▸ ASSIGNMENT
Show every line in the records below that contains the word "Duration".

>>

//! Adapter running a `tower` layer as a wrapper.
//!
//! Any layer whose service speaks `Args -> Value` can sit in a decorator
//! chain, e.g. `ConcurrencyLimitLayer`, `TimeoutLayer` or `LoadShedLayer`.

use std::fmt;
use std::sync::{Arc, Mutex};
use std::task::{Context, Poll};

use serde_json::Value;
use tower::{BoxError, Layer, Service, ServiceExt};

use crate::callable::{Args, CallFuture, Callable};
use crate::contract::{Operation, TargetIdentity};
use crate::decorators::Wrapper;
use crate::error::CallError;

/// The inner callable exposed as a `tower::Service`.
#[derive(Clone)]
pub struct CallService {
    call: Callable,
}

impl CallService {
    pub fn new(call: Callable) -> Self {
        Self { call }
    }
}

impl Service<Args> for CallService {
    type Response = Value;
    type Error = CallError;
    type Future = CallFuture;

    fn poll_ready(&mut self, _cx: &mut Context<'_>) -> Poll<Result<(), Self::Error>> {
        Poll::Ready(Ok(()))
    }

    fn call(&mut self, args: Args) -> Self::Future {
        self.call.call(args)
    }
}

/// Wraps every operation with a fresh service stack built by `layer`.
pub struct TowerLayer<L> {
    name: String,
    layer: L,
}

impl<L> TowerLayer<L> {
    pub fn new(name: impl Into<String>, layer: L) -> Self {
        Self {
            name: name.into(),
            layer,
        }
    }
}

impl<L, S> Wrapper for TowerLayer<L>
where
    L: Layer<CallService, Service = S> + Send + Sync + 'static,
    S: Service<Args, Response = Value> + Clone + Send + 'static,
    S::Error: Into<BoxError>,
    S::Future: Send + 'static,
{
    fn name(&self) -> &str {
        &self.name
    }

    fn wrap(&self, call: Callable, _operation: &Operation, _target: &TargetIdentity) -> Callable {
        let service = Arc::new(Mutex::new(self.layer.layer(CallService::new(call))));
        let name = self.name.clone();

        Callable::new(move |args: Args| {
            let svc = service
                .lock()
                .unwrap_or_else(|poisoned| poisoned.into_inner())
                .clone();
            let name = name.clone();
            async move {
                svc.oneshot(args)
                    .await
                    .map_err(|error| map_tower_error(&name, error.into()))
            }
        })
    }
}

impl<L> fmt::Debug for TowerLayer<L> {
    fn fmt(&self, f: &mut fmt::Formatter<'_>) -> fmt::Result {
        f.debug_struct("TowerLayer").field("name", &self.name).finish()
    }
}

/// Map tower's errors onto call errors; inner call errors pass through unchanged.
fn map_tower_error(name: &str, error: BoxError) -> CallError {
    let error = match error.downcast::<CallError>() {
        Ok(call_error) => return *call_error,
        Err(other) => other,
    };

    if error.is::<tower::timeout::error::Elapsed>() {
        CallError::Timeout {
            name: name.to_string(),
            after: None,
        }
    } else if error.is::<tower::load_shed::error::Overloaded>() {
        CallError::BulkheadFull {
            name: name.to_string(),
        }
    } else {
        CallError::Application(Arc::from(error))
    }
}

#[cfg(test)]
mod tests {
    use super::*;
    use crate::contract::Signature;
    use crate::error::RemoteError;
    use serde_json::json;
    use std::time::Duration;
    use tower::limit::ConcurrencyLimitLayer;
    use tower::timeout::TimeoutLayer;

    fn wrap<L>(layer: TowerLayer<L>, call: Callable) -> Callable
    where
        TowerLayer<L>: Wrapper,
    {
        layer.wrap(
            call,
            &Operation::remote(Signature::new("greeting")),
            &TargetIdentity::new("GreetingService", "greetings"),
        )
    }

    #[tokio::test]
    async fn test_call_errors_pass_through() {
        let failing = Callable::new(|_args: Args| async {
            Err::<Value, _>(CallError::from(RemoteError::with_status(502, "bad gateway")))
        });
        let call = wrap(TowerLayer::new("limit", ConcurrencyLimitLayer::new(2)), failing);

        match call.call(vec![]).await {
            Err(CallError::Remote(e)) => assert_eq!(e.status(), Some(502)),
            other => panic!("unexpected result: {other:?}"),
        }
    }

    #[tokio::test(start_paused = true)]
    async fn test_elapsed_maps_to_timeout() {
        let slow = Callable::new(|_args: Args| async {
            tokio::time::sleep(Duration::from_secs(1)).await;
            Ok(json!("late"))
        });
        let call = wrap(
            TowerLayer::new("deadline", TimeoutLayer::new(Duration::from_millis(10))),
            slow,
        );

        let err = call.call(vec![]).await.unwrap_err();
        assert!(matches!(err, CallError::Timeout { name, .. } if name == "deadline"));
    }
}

<<

▸ TASK ANSWER
    use std::time::Duration;
            tokio::time::sleep(Duration::from_secs(1)).await;
            TowerLayer::new("deadline", TimeoutLayer::new(Duration::from_millis(10))),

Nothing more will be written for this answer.